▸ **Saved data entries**
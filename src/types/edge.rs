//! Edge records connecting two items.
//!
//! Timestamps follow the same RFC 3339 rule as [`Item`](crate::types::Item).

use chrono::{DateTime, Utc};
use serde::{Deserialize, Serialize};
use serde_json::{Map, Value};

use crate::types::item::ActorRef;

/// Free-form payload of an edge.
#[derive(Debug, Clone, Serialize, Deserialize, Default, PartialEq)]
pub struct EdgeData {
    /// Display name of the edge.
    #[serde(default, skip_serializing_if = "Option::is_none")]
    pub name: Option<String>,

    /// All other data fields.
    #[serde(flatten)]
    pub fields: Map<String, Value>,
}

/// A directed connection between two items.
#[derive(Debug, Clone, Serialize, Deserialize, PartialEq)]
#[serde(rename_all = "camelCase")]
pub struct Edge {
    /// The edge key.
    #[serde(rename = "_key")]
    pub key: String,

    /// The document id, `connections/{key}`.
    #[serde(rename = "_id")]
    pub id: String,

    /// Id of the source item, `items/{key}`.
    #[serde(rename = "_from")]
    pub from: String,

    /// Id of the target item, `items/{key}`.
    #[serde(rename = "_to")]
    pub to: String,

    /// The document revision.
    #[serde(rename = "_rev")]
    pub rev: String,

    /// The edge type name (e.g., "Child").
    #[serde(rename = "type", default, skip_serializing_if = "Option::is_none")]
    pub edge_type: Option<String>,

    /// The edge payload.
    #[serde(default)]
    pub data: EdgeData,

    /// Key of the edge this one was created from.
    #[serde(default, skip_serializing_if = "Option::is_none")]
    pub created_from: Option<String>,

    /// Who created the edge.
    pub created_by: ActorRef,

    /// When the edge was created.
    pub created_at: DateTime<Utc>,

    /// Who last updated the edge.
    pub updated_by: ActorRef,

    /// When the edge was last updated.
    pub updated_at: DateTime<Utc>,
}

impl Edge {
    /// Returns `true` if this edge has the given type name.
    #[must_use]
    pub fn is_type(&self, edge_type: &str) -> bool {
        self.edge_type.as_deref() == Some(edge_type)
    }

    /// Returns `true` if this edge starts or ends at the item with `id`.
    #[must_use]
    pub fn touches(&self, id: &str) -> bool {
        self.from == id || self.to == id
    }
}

==

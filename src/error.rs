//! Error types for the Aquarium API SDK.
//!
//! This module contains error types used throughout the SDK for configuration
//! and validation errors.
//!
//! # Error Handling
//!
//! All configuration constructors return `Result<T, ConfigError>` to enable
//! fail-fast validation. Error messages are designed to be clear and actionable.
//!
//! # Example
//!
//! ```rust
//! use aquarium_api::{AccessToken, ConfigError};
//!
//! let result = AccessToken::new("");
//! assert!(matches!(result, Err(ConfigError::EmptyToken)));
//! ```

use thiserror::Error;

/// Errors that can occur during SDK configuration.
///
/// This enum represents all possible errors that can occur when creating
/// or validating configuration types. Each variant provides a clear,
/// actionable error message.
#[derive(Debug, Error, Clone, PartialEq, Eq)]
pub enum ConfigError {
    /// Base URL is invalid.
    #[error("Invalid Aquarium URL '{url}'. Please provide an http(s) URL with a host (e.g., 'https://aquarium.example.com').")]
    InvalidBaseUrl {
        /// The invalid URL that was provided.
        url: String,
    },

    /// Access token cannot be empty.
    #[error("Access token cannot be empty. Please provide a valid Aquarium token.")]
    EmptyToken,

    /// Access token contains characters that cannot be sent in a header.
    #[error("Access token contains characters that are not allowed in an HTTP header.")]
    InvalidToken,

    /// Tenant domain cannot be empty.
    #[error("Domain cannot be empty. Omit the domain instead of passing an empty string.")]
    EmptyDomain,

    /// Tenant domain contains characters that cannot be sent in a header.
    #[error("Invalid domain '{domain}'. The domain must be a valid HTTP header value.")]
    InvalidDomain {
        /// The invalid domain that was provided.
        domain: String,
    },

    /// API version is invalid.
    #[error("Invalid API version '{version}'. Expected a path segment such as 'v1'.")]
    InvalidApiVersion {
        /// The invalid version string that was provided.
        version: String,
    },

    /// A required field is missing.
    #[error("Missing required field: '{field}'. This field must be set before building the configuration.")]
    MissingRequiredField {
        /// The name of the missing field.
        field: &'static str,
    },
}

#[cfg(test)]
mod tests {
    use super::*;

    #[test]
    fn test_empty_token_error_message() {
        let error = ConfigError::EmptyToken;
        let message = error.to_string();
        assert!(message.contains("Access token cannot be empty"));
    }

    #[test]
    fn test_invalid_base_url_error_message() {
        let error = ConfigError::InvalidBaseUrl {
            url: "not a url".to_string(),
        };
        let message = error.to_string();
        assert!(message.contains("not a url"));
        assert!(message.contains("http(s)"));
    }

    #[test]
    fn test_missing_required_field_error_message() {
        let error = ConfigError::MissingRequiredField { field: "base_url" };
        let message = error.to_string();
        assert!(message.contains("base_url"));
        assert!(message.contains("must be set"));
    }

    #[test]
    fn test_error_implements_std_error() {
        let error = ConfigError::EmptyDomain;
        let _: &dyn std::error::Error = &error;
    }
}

▸ **WHAT YOU HAVE TO DO**
Give back exactly the lines above, from the line containing "use super::*;" through the line containing "let error = ConfigError::EmptyDomain;", with both end lines and nothing more.

▸ **YOUR RESPONSE**
    use super::*;

    #[test]
    fn test_empty_token_error_message() {
        let error = ConfigError::EmptyToken;
        let message = error.to_string();
        assert!(message.contains("Access token cannot be empty"));
    }

    #[test]
    fn test_invalid_base_url_error_message() {
        let error = ConfigError::InvalidBaseUrl {
            url: "not a url".to_string(),
        };
        let message = error.to_string();
        assert!(message.contains("not a url"));
        assert!(message.contains("http(s)"));
    }

    #[test]
    fn test_missing_required_field_error_message() {
        let error = ConfigError::MissingRequiredField { field: "base_url" };
        let message = error.to_string();
        assert!(message.contains("base_url"));
        assert!(message.contains("must be set"));
    }

    #[test]
    fn test_error_implements_std_error() {
        let error = ConfigError::EmptyDomain;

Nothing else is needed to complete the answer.